Он был бледен, когда я пришла, а теперь побледнел еще больше, и под глазами стали видны синеватые тени.
— Вот была бы история, да? — Он невесело засмеялся. — Ладно, поправлюсь — и в полк, а там некогда думать — война. Я ведь знаю, что все это вздор, и даже не дай бог, чтобы сбылось, потому что у тебя и без того довольно хлопот. Ну, прости меня, больше не буду, — стараясь улыбнуться, сказал он. — И не думай о том, что я наболтал. Все прекрасно. — Он быстро провел моей рукой по лбу, по глазам. — Спасибо, что пришла. Фу, как хочется посмотреть Москву, — это было сказано громко, чтобы слышали соседи и особенно смуглый, широкоскулый офицер, бродивший по палате и ответивший ему добродушной улыбкой. — Вот Баруздин счастливец, на днях выписывается! Смотри, джан, не забывай друзей! Да, впрочем, и мне уже немного осталось. Не правда ли, Татьяна Петровна?
Это был самый обыкновенный вечер, если можно так назвать один из декабрьских вечеров 1943 года. Мы поужинали, потом послушали сводку: «Северо-западнее Пропойска наши войска, преодолевая сопротивление противника, овладели сильно укрепленными пунктами его обороны…» Очевидно, в названии Пропойск отцу почудилось нечто родное, потому что, подивившись меткости русского языка, он пустился в воспоминания о том, как некогда служил у одного генерал-майора.
— Представь себе, Таня, культурная личность, ездил к Льву Толстому, верующий непротивлению злу, а сам приедет с ученья домой, разденется до кальсон, плачет и пьет.
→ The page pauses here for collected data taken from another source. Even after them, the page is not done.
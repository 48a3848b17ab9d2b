//! Deterministic keyword stage.

use std::path::Path;

use serde::{Deserialize, Serialize};

use super::{ClassifierError, Department, preprocess};

/// One department's keyword list as it appears in configuration.
#[derive(Debug, Clone, PartialEq, Serialize, Deserialize)]
pub struct DepartmentKeywords {
    pub department: Department,
    pub keywords: Vec<String>,
}

/// Keyword configuration: every department exactly once, in tie-break order.
#[derive(Debug, Clone, PartialEq, Serialize, Deserialize)]
pub struct KeywordConfig {
    pub departments: Vec<DepartmentKeywords>,
}

impl KeywordConfig {
    /// Multilingual (English, Hindi, Marathi) sets including common transcription errors.
    pub fn builtin() -> Self {
        let entry = |department, keywords: &[&str]| DepartmentKeywords {
            department,
            keywords: keywords.iter().map(|k| k.to_string()).collect(),
        };

        Self {
            departments: vec![
                entry(
                    Department::LoanServices,
                    &[
                        "loan", "mortgage", "financing", "refinance", "repayment", "credit",
                        "lone", "loaning", "loans", "mortage", "interest rate", "home loan",
                        "personal loan", "car loan", "apply for loan",
                        // hi
                        "ऋण", "ब्याज दर", "गृह ऋण", "व्यक्तिगत ऋण", "कार ऋण",
                        "ऋण के लिए आवेदन करें", "लोन",
                        // mr
                        "कर्ज", "व्याज दर", "गृह कर्ज", "वैयक्तिक कर्ज", "गाडी कर्ज",
                        "कर्जासाठी अर्ज करा",
                    ],
                ),
                entry(
                    Department::DepositAndAccountServices,
                    &[
                        "account", "deposit", "savings", "checking", "current", "balance",
                        "acct", "accnt", "dep", "deposits", "fixed deposit",
                        "recurring deposit", "tenure", "maturity amount",
                        "interest rate on deposit",
                        // hi
                        "जमा", "स्थिर जमा", "आवर्ती जमा", "अवधि", "परिपक्व राशि",
                        "जमा पर ब्याज दर", "खाता",
                        // mr
                        "ठेव", "स्थिर ठेव", "पुनरावृत्त ठेव", "मुदत", "परिपक्वता रक्कम",
                        "ठेव व्याज दर",
                    ],
                ),
                entry(
                    Department::OperationsAndServiceRequests,
                    &[
                        "password", "login", "troubleshoot", "reset", "update", "profile",
                        "passcode", "log in", "trouble shoot", "pwd reset", "cheque book",
                        "passbook", "transfer account", "account operations",
                        "branch transfer", "fund transfer", "issue passbook",
                        // hi
                        "चेक बुक", "पासबुक", "खाता स्थानांतरण", "खाता संचालन",
                        "शाखा स्थानांतरण", "धन हस्तांतरण", "पासबुक जारी करें",
                        // mr
                        "चेक पुस्तक", "खाते पुस्तिका", "खाते हस्तांतरण", "खाते कार्य",
                        "शाखा बदल", "निधी हस्तांतरण", "पासबुक देणे",
                    ],
                ),
                entry(
                    Department::CustomerGrievanceAndFraudResolution,
                    &[
                        "complaint", "grievance", "fraud", "dispute", "unauthorized",
                        "complains", "grievances", "frauds", "disputes",
                        // hi
                        "शिकायत", "धोखाधड़ी", "अनधिकृत", "विवाद",
                        // mr
                        "तक्रार", "फसवणूक", "अनधिकृत व्यवहार",
                    ],
                ),
            ],
        }
    }

    /// Reads and validates a JSON keyword file.
    pub fn from_json_file(path: &Path) -> Result<Self, ClassifierError> {
        let raw = std::fs::read_to_string(path).map_err(|e| ClassifierError::KeywordFile {
            path: path.to_path_buf(),
            reason: e.to_string(),
        })?;
        let config: Self =
            serde_json::from_str(&raw).map_err(|e| ClassifierError::KeywordFile {
                path: path.to_path_buf(),
                reason: e.to_string(),
            })?;
        config.validate()?;
        Ok(config)
    }

    pub fn validate(&self) -> Result<(), ClassifierError> {
        for department in Department::ALL {
            let occurrences = self
                .departments
                .iter()
                .filter(|entry| entry.department == department)
                .count();
            if occurrences != 1 {
                return Err(ClassifierError::InvalidKeywords {
                    reason: format!(
                        "{} must appear exactly once, found {}",
                        department, occurrences
                    ),
                });
            }
        }

        for entry in &self.departments {
            if entry.keywords.iter().all(|k| preprocess(k).is_empty()) {
                return Err(ClassifierError::InvalidKeywords {
                    reason: format!("{} has no usable keywords", entry.department),
                });
            }
        }

        Ok(())
    }
}

/// Per-department keyword hit counts, in registration order.
#[derive(Debug, Clone, PartialEq, Eq)]
pub struct KeywordScores {
    counts: Vec<(Department, usize)>,
}

impl KeywordScores {
    pub fn counts(&self) -> &[(Department, usize)] {
        &self.counts
    }

    pub fn count_for(&self, department: Department) -> usize {
        self.counts
            .iter()
            .find(|(d, _)| *d == department)
            .map(|(_, c)| *c)
            .unwrap_or(0)
    }

    /// Department with the highest count; ties go to the earliest registered.
    ///
    /// `None` when nothing matched.
    pub fn best(&self) -> Option<(Department, usize)> {
        let mut best: Option<(Department, usize)> = None;
        for &(department, count) in &self.counts {
            if count == 0 {
                continue;
            }
            match best {
                Some((_, top)) if count <= top => {}
                _ => best = Some((department, count)),
            }
        }
        best
    }
}

/// Validated, normalised keyword table.
#[derive(Debug, Clone)]
pub struct KeywordTable {
    entries: Vec<(Department, Vec<String>)>,
}

impl KeywordTable {
    /// Normalises keywords with the query preprocessing and drops duplicates.
    pub fn new(config: &KeywordConfig) -> Result<Self, ClassifierError> {
        config.validate()?;

        let entries = config
            .departments
            .iter()
            .map(|entry| {
                let mut keywords: Vec<String> = Vec::with_capacity(entry.keywords.len());
                for keyword in entry.keywords.iter().map(|k| preprocess(k)) {
                    if !keyword.is_empty() && !keywords.contains(&keyword) {
                        keywords.push(keyword);
                    }
                }
                (entry.department, keywords)
            })
            .collect();

        Ok(Self { entries })
    }

    pub fn builtin() -> Self {
        Self::new(&KeywordConfig::builtin()).expect("built-in keyword config is valid")
    }

    /// Departments in tie-break order.
    pub fn departments(&self) -> impl Iterator<Item = Department> + '_ {
        self.entries.iter().map(|(d, _)| *d)
    }

    pub fn keywords_for(&self, department: Department) -> &[String] {
        self.entries
            .iter()
            .find(|(d, _)| *d == department)
            .map(|(_, k)| k.as_slice())
            .unwrap_or(&[])
    }

    /// Counts non-overlapping substring occurrences of every keyword.
    ///
    /// Matching is substring-based, so a keyword inside a longer word counts too
    /// (`"dep"` in `"department"`).
    pub fn score(&self, normalized: &str) -> KeywordScores {
        let counts = self
            .entries
            .iter()
            .map(|(department, keywords)| {
                let hits = keywords
                    .iter()
                    .map(|keyword| normalized.matches(keyword.as_str()).count())
                    .sum();
                (*department, hits)
            })
            .collect();

        KeywordScores { counts }
    }
}
use std::path::PathBuf;

use thiserror::Error;

use crate::registry::RegistryError;

#[derive(Debug, Error)]
pub enum ClassifierError {
    /// The statistical stage has no usable model bundle.
    #[error("classification model unavailable: {0}")]
    ModelUnavailable(#[from] RegistryError),

    /// The bundle predicted a label that is not a known department.
    #[error("model predicted unknown label '{label}'")]
    LabelDecode { label: String },

    #[error("unknown department '{value}'")]
    UnknownDepartment { value: String },

    #[error("failed to load keyword file {path}: {reason}")]
    KeywordFile { path: PathBuf, reason: String },

    #[error("invalid keyword configuration: {reason}")]
    InvalidKeywords { reason: String },
}
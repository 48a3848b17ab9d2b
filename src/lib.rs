//! Teller library crate (used by the server and integration tests).
//!
//! # Public API Surface
//!
//! ## Decisions
//! - [`VerificationEngine`] - fused cosine/Euclidean biometric match decisions
//! - [`Classifier`] - keyword-first, statistical-fallback department routing
//! - [`ModelRegistry`] - single-flight load-or-train of the classification bundle
//!
//! ## Orchestration
//! - [`RequestRouter`] - input validation, bounded worker pool, uniform errors
//! - [`gateway`] - Axum HTTP surface
//!
//! ## Collaborator seams
//! - [`EmbeddingProvider`], [`Transcriber`] - external deep-model boundaries, with stub
//!   implementations for running without them
//!
//! ## Test/Mock Support
//! Mock implementations are available behind `#[cfg(any(test, feature = "mock"))]`.

pub mod classifier;
pub mod config;
pub mod constants;
pub mod embedding;
pub mod gateway;
pub mod hashing;
pub mod registry;
pub mod router;
pub mod transcription;
pub mod verification;

pub use classifier::{
    ClassificationOutcome, ClassificationStage, Classifier, ClassifierError, Department,
    KeywordConfig, KeywordTable, RoutedBy,
};
pub use config::{Config, ConfigError};
pub use constants::{DimConfig, DimValidationError, validate_embedding_dim};
#[cfg(any(test, feature = "mock"))]
pub use embedding::MockEmbeddingProvider;
pub use embedding::{
    Embedding, EmbeddingError, EmbeddingProvider, ExtractionError, Modality,
    StubEmbeddingProvider,
};
pub use gateway::{GatewayError, HandlerState, create_router_with_state};
pub use hashing::{corpus_fingerprint, hash_to_u64, media_digest};
pub use registry::{ModelBundle, ModelRegistry, RegistryError, TrainingCorpus};
pub use router::{
    ClassificationResult, PoolError, Probe, RequestRouter, RouterError, VerifyRequest,
    WorkerPool,
};
#[cfg(any(test, feature = "mock"))]
pub use transcription::MockTranscriber;
pub use transcription::{MediaKind, StubTranscriber, Transcriber, TranscriptionError};
pub use verification::{
    VerificationConfig, VerificationEngine, VerificationError, VerificationResult,
    VerificationState,
};
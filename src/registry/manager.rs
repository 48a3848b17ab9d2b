use std::collections::HashMap;
use std::path::{Path, PathBuf};
use std::sync::Arc;
use std::sync::atomic::{AtomicU64, Ordering};

use parking_lot::{Mutex, RwLock};
use tracing::{info, warn};

use super::{BundleStore, LoadOutcome, ModelBundle, RegistryError, TrainingCorpus};

/// Cached bundle for one path plus the lock that serialises its initialisation.
#[derive(Default)]
struct BundleSlot {
    bundle: RwLock<Option<Arc<ModelBundle>>>,
    init: tokio::sync::Mutex<()>,
}

impl BundleSlot {
    fn current(&self) -> Option<Arc<ModelBundle>> {
        self.bundle.read().clone()
    }
}

/// Lazily loads, trains and caches model bundles, one per file path.
///
/// Lifecycle: init on first use, live for the process, replaced on explicit retrain.
/// Concurrent cold-start callers for the same path share a single load/train run.
pub struct ModelRegistry {
    corpus: Arc<TrainingCorpus>,
    slots: Mutex<HashMap<PathBuf, Arc<BundleSlot>>>,
    training_runs: Arc<AtomicU64>,
}

impl std::fmt::Debug for ModelRegistry {
    fn fmt(&self, f: &mut std::fmt::Formatter<'_>) -> std::fmt::Result {
        f.debug_struct("ModelRegistry")
            .field("corpus_version", &self.corpus.version())
            .field("corpus_samples", &self.corpus.len())
            .field("slots", &self.slots.lock().len())
            .field("training_runs", &self.training_runs())
            .finish()
    }
}

impl Default for ModelRegistry {
    fn default() -> Self {
        Self::new()
    }
}

impl ModelRegistry {
    /// Registry training from the built-in corpus.
    pub fn new() -> Self {
        Self::with_corpus(TrainingCorpus::builtin())
    }

    pub fn with_corpus(corpus: TrainingCorpus) -> Self {
        Self {
            corpus: Arc::new(corpus),
            slots: Mutex::new(HashMap::new()),
            training_runs: Arc::new(AtomicU64::new(0)),
        }
    }

    pub fn corpus(&self) -> &TrainingCorpus {
        &self.corpus
    }

    /// Number of training runs since construction.
    pub fn training_runs(&self) -> u64 {
        self.training_runs.load(Ordering::SeqCst)
    }

    /// Bundle currently cached for `path`, without loading.
    pub fn cached(&self, path: &Path) -> Option<Arc<ModelBundle>> {
        self.slots.lock().get(path).and_then(|slot| slot.current())
    }

    pub fn is_loaded(&self, path: &Path) -> bool {
        self.cached(path).is_some()
    }

    /// Returns the bundle for `path`, reading the cache file or training a new one.
    ///
    /// A corrupted, unreadable, version-mismatched or stale-corpus file is treated as
    /// absent. Failures are not cached; the next call tries again. The run is detached
    /// from the caller, so a cancelled caller still leaves its bundle in the slot.
    pub async fn load_or_train(&self, path: &Path) -> Result<Arc<ModelBundle>, RegistryError> {
        let slot = self.slot(path);
        if let Some(bundle) = slot.current() {
            return Ok(bundle);
        }

        let (bundle, _) = self.initialise(slot, path, false).await?;
        Ok(bundle)
    }

    /// Trains a fresh bundle and atomically replaces the cached one.
    ///
    /// Readers holding the previous `Arc` keep using it until they drop it.
    pub async fn retrain(&self, path: &Path) -> Result<Arc<ModelBundle>, RegistryError> {
        let (bundle, previous) = self.initialise(self.slot(path), path, true).await?;

        info!(
            path = ?path,
            bundle_id = %bundle.bundle_id,
            previous = ?previous.map(|b| b.bundle_id.clone()),
            "Model bundle replaced"
        );
        Ok(bundle)
    }

    /// Drops the cached bundle; the next call reloads from disk.
    pub fn invalidate(&self, path: &Path) -> bool {
        let removed = self
            .slots
            .lock()
            .get(path)
            .and_then(|slot| slot.bundle.write().take());
        removed.is_some()
    }

    fn slot(&self, path: &Path) -> Arc<BundleSlot> {
        let mut slots = self.slots.lock();
        Arc::clone(slots.entry(path.to_path_buf()).or_default())
    }

    /// Runs [`initialise_slot`] on its own task, so a cancelled caller never discards a
    /// finished run and later callers find it in the slot.
    async fn initialise(
        &self,
        slot: Arc<BundleSlot>,
        path: &Path,
        force_train: bool,
    ) -> Result<SlotUpdate, RegistryError> {
        let task = tokio::spawn(initialise_slot(
            slot,
            path.to_path_buf(),
            Arc::clone(&self.corpus),
            Arc::clone(&self.training_runs),
            force_train,
        ));

        task.await.map_err(|e| RegistryError::TaskFailed {
            reason: e.to_string(),
        })?
    }
}

/// The bundle now in the slot and the one it replaced.
type SlotUpdate = (Arc<ModelBundle>, Option<Arc<ModelBundle>>);

async fn initialise_slot(
    slot: Arc<BundleSlot>,
    path: PathBuf,
    corpus: Arc<TrainingCorpus>,
    training_runs: Arc<AtomicU64>,
    force_train: bool,
) -> Result<SlotUpdate, RegistryError> {
    let _init = slot.init.lock().await;
    // Another run may have finished while we waited.
    if !force_train && let Some(bundle) = slot.current() {
        return Ok((bundle, None));
    }

    let bundle = tokio::task::spawn_blocking(move || {
        load_or_train_blocking(&path, &corpus, &training_runs, force_train)
    })
    .await
    .map_err(|e| RegistryError::TaskFailed {
        reason: e.to_string(),
    })??;

    let bundle = Arc::new(bundle);
    let previous = slot.bundle.write().replace(Arc::clone(&bundle));
    Ok((bundle, previous))
}

fn load_or_train_blocking(
    path: &Path,
    corpus: &TrainingCorpus,
    training_runs: &AtomicU64,
    force_train: bool,
) -> Result<ModelBundle, RegistryError> {
    let store = BundleStore::new(path);

    if !force_train {
        match store.load() {
            LoadOutcome::Loaded(bundle) if bundle.matches_corpus(corpus) => {
                info!(path = ?path, bundle_id = %bundle.bundle_id, "Model bundle loaded");
                return Ok(bundle);
            }
            LoadOutcome::Loaded(bundle) => {
                warn!(
                    path = ?path,
                    cached_corpus = bundle.corpus_version,
                    current_corpus = corpus.version(),
                    "Cached bundle was trained on a different corpus, retraining"
                );
            }
            LoadOutcome::Missing => {
                info!(path = ?path, "No cached bundle, training");
            }
            LoadOutcome::Rejected(e) => {
                warn!(path = ?path, error = %e, "Cached bundle unusable, retraining");
            }
        }
    }

    training_runs.fetch_add(1, Ordering::SeqCst);
    let bundle = ModelBundle::train(corpus)?;

    // An unwritable cache only costs a retrain on the next cold start.
    if let Err(e) = store.persist(&bundle) {
        warn!(path = ?path, error = %e, "Failed to persist model bundle");
    }

    Ok(bundle)
}
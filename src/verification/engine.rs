use tracing::debug;

use super::metrics::similarity;
use super::{VerificationError, VerificationResult};
use crate::constants::{DEFAULT_FACE_THRESHOLD, DEFAULT_VOICE_THRESHOLD, DimConfig};
use crate::embedding::{Embedding, Modality};

/// Per-modality dimensions and default thresholds.
#[derive(Debug, Clone, Copy, PartialEq)]
pub struct VerificationConfig {
    pub dims: DimConfig,
    pub face_threshold: f64,
    pub voice_threshold: f64,
}

impl Default for VerificationConfig {
    fn default() -> Self {
        Self {
            dims: DimConfig::default(),
            face_threshold: DEFAULT_FACE_THRESHOLD,
            voice_threshold: DEFAULT_VOICE_THRESHOLD,
        }
    }
}

impl VerificationConfig {
    pub fn threshold_for(&self, modality: Modality) -> f64 {
        match modality {
            Modality::Face => self.face_threshold,
            Modality::Voice => self.voice_threshold,
        }
    }

    pub fn validate(&self) -> Result<(), VerificationError> {
        self.dims
            .validate()
            .map_err(|e| VerificationError::InvalidConfig {
                reason: e.to_string(),
            })?;
        for modality in Modality::ALL {
            check_threshold(self.threshold_for(modality))?;
        }
        Ok(())
    }
}

fn check_threshold(value: f64) -> Result<f64, VerificationError> {
    if value.is_finite() && (0.0..=1.0).contains(&value) {
        Ok(value)
    } else {
        Err(VerificationError::InvalidThreshold { value })
    }
}

/// Compares two embeddings of one modality and decides whether they match.
///
/// Pure: no state beyond its configuration, safe to share across requests.
#[derive(Debug, Clone)]
pub struct VerificationEngine {
    config: VerificationConfig,
}

impl Default for VerificationEngine {
    fn default() -> Self {
        Self {
            config: VerificationConfig::default(),
        }
    }
}

impl VerificationEngine {
    pub fn new(config: VerificationConfig) -> Result<Self, VerificationError> {
        config.validate()?;
        Ok(Self { config })
    }

    pub fn config(&self) -> &VerificationConfig {
        &self.config
    }

    pub fn expected_dim(&self, modality: Modality) -> usize {
        self.config.dims.dim_for(modality)
    }

    /// Fuses cosine and Euclidean similarity and applies the threshold.
    ///
    /// `threshold` overrides the modality default for this call. Both embeddings must
    /// have the modality's configured dimension, otherwise no score is produced.
    pub fn compare(
        &self,
        a: &Embedding,
        b: &Embedding,
        modality: Modality,
        threshold: Option<f64>,
    ) -> Result<VerificationResult, VerificationError> {
        let threshold = match threshold {
            Some(value) => check_threshold(value)?,
            None => self.config.threshold_for(modality),
        };

        let expected = self.expected_dim(modality);
        if a.dim() != expected || b.dim() != expected {
            return Err(VerificationError::DimensionMismatch {
                modality,
                expected,
                left: a.dim(),
                right: b.dim(),
            });
        }

        let scores = similarity(a.as_slice(), b.as_slice());
        let is_match = scores.fused >= threshold;

        debug!(
            %modality,
            cosine = scores.cosine,
            euclidean = scores.euclidean,
            similarity = scores.fused,
            threshold,
            is_match,
            "Embeddings compared"
        );

        Ok(VerificationResult {
            modality,
            is_match,
            similarity: scores.fused,
            cosine: scores.cosine,
            euclidean: scores.euclidean,
            threshold,
        })
    }
}
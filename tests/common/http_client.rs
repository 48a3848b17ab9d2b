//! HTTP client helpers for tests.

use std::time::Duration;

use reqwest::multipart::{Form, Part};
use serde::{Deserialize, Serialize};

const DEFAULT_TIMEOUT_SECS: u64 = 10;
const DEFAULT_TIMEOUT: Duration = Duration::from_secs(DEFAULT_TIMEOUT_SECS);

pub struct TestClient {
    client: reqwest::Client,
    base_url: String,
}

impl TestClient {
    pub fn new(base_url: impl Into<String>) -> Self {
        let client = reqwest::Client::builder()
            .timeout(DEFAULT_TIMEOUT)
            .build()
            .expect("Failed to create HTTP client");

        Self {
            client,
            base_url: base_url.into(),
        }
    }

    fn url(&self, path: &str) -> String {
        let path = path.trim_start_matches('/');
        format!("{}/{}", self.base_url, path)
    }

    async fn decode<T: for<'de> Deserialize<'de>>(
        resp: reqwest::Response,
    ) -> Result<(T, String), TestClientError> {
        let status_header = resp
            .headers()
            .get("x-teller-status")
            .and_then(|h| h.to_str().ok())
            .unwrap_or("unknown")
            .to_string();

        let status = resp.status().as_u16();
        if status == 200 {
            return Ok((resp.json().await?, status_header));
        }

        let body = resp.text().await.unwrap_or_default();
        match serde_json::from_str::<ErrorBody>(&body) {
            Ok(error) => Err(TestClientError::Api(status, error)),
            Err(_) => Err(TestClientError::UnexpectedStatus(status, body)),
        }
    }

    fn media_part(file_name: &str, bytes: &[u8]) -> Part {
        Part::bytes(bytes.to_vec()).file_name(file_name.to_string())
    }

    pub async fn embedding(
        &self,
        path: &str,
        field: &str,
        bytes: &[u8],
    ) -> Result<EmbeddingResponse, TestClientError> {
        let form = Form::new().part(field.to_string(), Self::media_part("upload.bin", bytes));
        let resp = self
            .client
            .post(self.url(path))
            .multipart(form)
            .send()
            .await?;
        Ok(Self::decode(resp).await?.0)
    }

    pub async fn verify(
        &self,
        path: &str,
        bytes: &[u8],
        stored: &[f32],
        threshold: Option<f64>,
    ) -> Result<(VerifyResponse, String), TestClientError> {
        let stored = serde_json::to_string(stored).expect("embedding serializes");
        let mut form = Form::new()
            .part("image", Self::media_part("probe.bin", bytes))
            .text("embedding", stored);
        if let Some(threshold) = threshold {
            form = form.text("threshold", threshold.to_string());
        }

        let resp = self
            .client
            .post(self.url(path))
            .multipart(form)
            .send()
            .await?;
        Self::decode(resp).await
    }

    pub async fn query_text(&self, text: &str) -> Result<(QueryResponse, String), TestClientError> {
        let resp = self
            .client
            .post(self.url("/query/text"))
            .form(&[("text", text)])
            .send()
            .await?;
        Self::decode(resp).await
    }

    pub async fn query_file(
        &self,
        file_name: &str,
        bytes: &[u8],
    ) -> Result<(QueryResponse, String), TestClientError> {
        let form = Form::new().part("file", Self::media_part(file_name, bytes));
        let resp = self
            .client
            .post(self.url("/query/file"))
            .multipart(form)
            .send()
            .await?;
        Self::decode(resp).await
    }

    pub async fn health(&self) -> Result<HealthResponse, TestClientError> {
        let resp = self.client.get(self.url("/healthz")).send().await?;

        if resp.status().is_success() {
            Ok(resp.json().await?)
        } else {
            let status = resp.status().as_u16();
            let body = resp.text().await.unwrap_or_default();
            Err(TestClientError::UnexpectedStatus(status, body))
        }
    }

    /// Returns the readiness body whatever the status code.
    pub async fn ready(&self) -> Result<(u16, ReadyResponse), TestClientError> {
        let resp = self.client.get(self.url("/ready")).send().await?;
        let status = resp.status().as_u16();
        Ok((status, resp.json().await?))
    }
}

#[derive(Debug, Clone, Deserialize, Serialize)]
pub struct HealthResponse {
    pub status: String,
}

#[derive(Debug, Clone, Deserialize, Serialize)]
pub struct ComponentStatus {
    pub http: String,
    pub storage: String,
    pub model: String,
    pub face_extractor: String,
    pub voice_extractor: String,
    pub transcriber: String,
}

#[derive(Debug, Clone, Deserialize, Serialize)]
pub struct ReadyResponse {
    pub status: String,
    pub components: ComponentStatus,
}

impl ReadyResponse {
    pub fn is_ok(&self) -> bool {
        self.status == "ok"
    }
}

#[derive(Debug, Clone, Deserialize)]
pub struct EmbeddingResponse {
    pub modality: String,
    pub dim: usize,
    pub embedding: Vec<f32>,
}

#[derive(Debug, Clone, Deserialize)]
pub struct VerifyResponse {
    pub modality: String,
    pub is_match: bool,
    pub similarity: f64,
    pub threshold: f64,
}

#[derive(Debug, Clone, Deserialize)]
pub struct QueryResponse {
    pub transcribed_text: Option<String>,
    pub normalized_text: Option<String>,
    pub department: Option<String>,
    pub routed_by: Option<String>,
    pub message: String,
}

#[derive(Debug, Clone, Deserialize)]
pub struct ErrorBody {
    pub error: String,
    pub kind: String,
    pub code: u16,
}

#[derive(Debug, thiserror::Error)]
pub enum TestClientError {
    #[error("HTTP request failed: {0}")]
    RequestFailed(#[from] reqwest::Error),

    #[error("API error {0}: {1:?}")]
    Api(u16, ErrorBody),

    #[error("Unexpected HTTP status: {0} - Body: {1}")]
    UnexpectedStatus(u16, String),
}

#[cfg(test)]
mod tests {
    use super::*;

    #[test]
    fn test_client_url_building() {
        let client = TestClient::new("http://localhost:8000");
        assert_eq!(client.url("/healthz"), "http://localhost:8000/healthz");
        assert_eq!(client.url("healthz"), "http://localhost:8000/healthz");
    }
}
Его домработник, или, как в старое время, лакей, получал десять рублей в месяц, деньги громадные, начитанный, а каждое лето ловил чертей. Кухарка, пожилая, верующая, сорок лампадок, почтенная, наливалась с утра как налим. То землемеры приезжают, то офицеры из низших, пьянка поголовная. Чуть не погиб.
«Чуть не погиб» — это было сказано, по-видимому, о себе.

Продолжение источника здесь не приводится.